§ **Stored data entries**:

^^^^^^^^

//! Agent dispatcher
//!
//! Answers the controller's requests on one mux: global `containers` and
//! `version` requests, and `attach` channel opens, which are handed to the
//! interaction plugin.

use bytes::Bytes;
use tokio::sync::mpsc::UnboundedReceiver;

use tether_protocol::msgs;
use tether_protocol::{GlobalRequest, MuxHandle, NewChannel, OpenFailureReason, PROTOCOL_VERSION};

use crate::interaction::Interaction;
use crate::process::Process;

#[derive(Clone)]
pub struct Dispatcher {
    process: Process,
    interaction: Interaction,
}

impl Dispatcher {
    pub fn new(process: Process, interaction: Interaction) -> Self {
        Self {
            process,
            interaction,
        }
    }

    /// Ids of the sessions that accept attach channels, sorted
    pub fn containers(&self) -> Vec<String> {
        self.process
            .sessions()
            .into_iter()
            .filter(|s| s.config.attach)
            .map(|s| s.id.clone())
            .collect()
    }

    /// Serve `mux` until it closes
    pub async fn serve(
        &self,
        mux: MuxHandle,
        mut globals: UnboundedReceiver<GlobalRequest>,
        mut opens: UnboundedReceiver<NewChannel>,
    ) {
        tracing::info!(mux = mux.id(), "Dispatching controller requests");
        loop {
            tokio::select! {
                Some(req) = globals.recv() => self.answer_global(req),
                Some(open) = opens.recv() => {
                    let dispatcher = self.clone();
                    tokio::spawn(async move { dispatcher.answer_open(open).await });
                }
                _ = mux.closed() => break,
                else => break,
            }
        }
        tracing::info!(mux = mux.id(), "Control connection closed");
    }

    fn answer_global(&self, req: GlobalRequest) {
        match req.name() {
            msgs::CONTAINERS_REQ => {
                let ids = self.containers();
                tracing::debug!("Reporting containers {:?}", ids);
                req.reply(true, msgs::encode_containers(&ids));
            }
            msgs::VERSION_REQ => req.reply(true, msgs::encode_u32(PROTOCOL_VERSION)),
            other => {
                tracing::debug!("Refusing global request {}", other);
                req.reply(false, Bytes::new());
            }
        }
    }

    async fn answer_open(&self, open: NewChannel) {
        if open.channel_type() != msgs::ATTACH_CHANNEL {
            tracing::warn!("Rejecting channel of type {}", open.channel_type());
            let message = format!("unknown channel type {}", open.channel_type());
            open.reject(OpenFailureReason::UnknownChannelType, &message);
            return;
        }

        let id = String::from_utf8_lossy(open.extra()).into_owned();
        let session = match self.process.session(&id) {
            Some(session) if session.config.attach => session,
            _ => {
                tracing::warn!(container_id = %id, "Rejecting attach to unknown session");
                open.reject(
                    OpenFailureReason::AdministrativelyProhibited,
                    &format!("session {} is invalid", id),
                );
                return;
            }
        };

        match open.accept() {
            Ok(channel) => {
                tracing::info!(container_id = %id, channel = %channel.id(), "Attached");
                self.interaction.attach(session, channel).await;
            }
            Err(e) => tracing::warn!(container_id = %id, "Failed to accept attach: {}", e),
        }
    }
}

^^^^^^^^

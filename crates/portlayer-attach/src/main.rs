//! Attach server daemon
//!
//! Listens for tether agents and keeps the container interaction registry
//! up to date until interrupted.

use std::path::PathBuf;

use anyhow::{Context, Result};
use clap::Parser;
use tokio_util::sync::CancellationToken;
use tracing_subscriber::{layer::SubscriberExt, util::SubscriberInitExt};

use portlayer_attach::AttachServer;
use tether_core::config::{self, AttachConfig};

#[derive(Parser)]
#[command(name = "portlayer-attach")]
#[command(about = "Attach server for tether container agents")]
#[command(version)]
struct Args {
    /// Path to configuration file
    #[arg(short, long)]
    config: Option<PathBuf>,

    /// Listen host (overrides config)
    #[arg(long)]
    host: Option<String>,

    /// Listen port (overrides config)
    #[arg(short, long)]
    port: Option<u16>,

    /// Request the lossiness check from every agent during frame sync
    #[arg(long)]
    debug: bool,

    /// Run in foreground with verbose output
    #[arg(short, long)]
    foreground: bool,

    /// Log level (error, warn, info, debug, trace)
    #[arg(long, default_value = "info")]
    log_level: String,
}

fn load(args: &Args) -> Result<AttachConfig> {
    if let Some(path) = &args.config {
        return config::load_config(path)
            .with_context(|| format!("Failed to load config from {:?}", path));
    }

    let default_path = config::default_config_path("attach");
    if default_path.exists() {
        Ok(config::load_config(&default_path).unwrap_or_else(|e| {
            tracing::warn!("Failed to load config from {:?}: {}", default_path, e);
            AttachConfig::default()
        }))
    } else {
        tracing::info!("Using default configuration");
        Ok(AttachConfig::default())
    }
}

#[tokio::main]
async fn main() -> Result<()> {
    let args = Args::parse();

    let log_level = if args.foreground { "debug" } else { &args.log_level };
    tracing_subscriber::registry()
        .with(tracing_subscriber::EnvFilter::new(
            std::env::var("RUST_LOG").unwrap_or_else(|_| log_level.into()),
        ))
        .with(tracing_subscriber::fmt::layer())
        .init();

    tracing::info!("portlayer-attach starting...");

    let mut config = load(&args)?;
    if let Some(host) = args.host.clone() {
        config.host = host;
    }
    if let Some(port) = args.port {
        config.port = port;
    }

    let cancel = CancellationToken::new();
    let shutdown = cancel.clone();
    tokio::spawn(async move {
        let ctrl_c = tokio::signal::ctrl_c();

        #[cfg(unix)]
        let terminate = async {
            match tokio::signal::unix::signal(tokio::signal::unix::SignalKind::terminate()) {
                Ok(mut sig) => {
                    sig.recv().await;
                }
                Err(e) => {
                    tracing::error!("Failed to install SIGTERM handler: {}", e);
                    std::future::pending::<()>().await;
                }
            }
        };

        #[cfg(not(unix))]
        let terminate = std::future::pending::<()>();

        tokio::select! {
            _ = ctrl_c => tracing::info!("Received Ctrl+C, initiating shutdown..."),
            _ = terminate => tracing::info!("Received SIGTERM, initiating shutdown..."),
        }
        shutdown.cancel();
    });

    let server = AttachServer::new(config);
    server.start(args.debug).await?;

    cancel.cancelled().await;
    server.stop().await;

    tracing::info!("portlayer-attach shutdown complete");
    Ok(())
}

^^^^^^^^

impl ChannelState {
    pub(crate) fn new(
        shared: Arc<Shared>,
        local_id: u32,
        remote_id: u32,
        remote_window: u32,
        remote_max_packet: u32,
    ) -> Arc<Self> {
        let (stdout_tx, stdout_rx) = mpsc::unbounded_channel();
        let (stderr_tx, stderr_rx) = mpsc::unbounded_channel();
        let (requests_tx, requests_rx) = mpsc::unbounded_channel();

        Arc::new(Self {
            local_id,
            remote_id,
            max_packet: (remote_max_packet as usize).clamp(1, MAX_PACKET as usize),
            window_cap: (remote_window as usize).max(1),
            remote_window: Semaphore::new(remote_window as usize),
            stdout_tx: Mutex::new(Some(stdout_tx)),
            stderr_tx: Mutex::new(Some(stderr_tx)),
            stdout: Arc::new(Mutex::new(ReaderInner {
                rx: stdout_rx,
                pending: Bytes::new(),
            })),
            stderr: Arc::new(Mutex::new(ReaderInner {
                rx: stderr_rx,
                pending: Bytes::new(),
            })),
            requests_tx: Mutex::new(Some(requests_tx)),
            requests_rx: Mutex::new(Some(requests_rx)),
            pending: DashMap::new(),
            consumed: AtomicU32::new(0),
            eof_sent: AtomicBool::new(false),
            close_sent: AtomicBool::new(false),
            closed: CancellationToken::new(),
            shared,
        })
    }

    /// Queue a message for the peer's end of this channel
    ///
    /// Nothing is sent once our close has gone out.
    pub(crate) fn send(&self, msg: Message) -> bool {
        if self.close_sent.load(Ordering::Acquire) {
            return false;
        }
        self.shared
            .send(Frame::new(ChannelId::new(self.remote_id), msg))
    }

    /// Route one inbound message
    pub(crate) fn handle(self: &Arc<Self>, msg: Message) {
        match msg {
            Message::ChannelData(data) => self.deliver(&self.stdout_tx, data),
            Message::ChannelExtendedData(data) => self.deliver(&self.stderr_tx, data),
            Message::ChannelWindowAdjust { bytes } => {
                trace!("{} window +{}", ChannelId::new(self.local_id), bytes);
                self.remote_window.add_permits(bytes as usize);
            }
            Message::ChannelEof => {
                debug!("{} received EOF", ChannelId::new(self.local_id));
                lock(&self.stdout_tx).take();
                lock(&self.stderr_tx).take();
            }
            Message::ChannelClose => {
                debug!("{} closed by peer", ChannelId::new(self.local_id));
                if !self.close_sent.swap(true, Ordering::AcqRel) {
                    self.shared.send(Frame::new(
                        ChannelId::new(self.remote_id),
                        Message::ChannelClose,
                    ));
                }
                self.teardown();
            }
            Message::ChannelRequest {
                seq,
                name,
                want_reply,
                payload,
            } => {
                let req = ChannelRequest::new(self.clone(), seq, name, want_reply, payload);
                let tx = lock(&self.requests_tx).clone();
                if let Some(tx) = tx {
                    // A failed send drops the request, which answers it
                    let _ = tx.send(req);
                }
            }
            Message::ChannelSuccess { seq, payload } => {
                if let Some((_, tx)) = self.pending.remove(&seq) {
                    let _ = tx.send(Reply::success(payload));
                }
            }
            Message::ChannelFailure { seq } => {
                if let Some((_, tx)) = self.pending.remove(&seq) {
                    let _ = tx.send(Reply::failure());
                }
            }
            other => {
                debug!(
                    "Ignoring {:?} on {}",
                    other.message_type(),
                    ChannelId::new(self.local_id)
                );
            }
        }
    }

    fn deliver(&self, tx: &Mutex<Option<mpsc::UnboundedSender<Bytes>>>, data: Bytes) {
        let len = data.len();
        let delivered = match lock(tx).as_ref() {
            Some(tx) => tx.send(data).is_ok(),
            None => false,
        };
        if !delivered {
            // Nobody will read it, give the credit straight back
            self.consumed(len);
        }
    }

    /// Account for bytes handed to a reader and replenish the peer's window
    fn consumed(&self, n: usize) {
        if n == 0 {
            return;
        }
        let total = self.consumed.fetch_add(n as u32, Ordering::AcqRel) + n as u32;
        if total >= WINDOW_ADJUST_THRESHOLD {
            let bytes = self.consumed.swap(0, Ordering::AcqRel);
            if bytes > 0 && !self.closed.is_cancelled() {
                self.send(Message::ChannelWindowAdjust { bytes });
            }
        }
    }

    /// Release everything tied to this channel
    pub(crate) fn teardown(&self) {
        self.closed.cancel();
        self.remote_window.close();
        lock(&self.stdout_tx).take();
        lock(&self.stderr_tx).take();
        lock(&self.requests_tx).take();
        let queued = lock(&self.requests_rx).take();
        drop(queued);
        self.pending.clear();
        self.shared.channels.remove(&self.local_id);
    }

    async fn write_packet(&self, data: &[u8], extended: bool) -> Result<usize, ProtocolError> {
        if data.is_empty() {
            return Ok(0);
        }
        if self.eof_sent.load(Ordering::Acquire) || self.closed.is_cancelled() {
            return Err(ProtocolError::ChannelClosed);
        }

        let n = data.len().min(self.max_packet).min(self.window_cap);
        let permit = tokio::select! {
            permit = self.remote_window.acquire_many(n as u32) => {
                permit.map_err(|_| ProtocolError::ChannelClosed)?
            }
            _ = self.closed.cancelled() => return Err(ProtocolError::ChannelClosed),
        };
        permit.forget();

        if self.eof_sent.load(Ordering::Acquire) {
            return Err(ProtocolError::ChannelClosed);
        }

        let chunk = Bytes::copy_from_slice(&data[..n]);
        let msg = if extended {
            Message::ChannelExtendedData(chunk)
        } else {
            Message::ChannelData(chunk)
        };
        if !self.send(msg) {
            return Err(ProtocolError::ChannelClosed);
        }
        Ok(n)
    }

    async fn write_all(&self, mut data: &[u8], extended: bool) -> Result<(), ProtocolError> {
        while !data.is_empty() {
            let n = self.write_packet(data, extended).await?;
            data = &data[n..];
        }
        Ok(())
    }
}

^^^^^^^^

§ **Problem details**:
Where a line in the entries holds "overrides", copy that line.

§ **Response to the task**:
    /// Listen host (overrides config)
    /// Listen port (overrides config)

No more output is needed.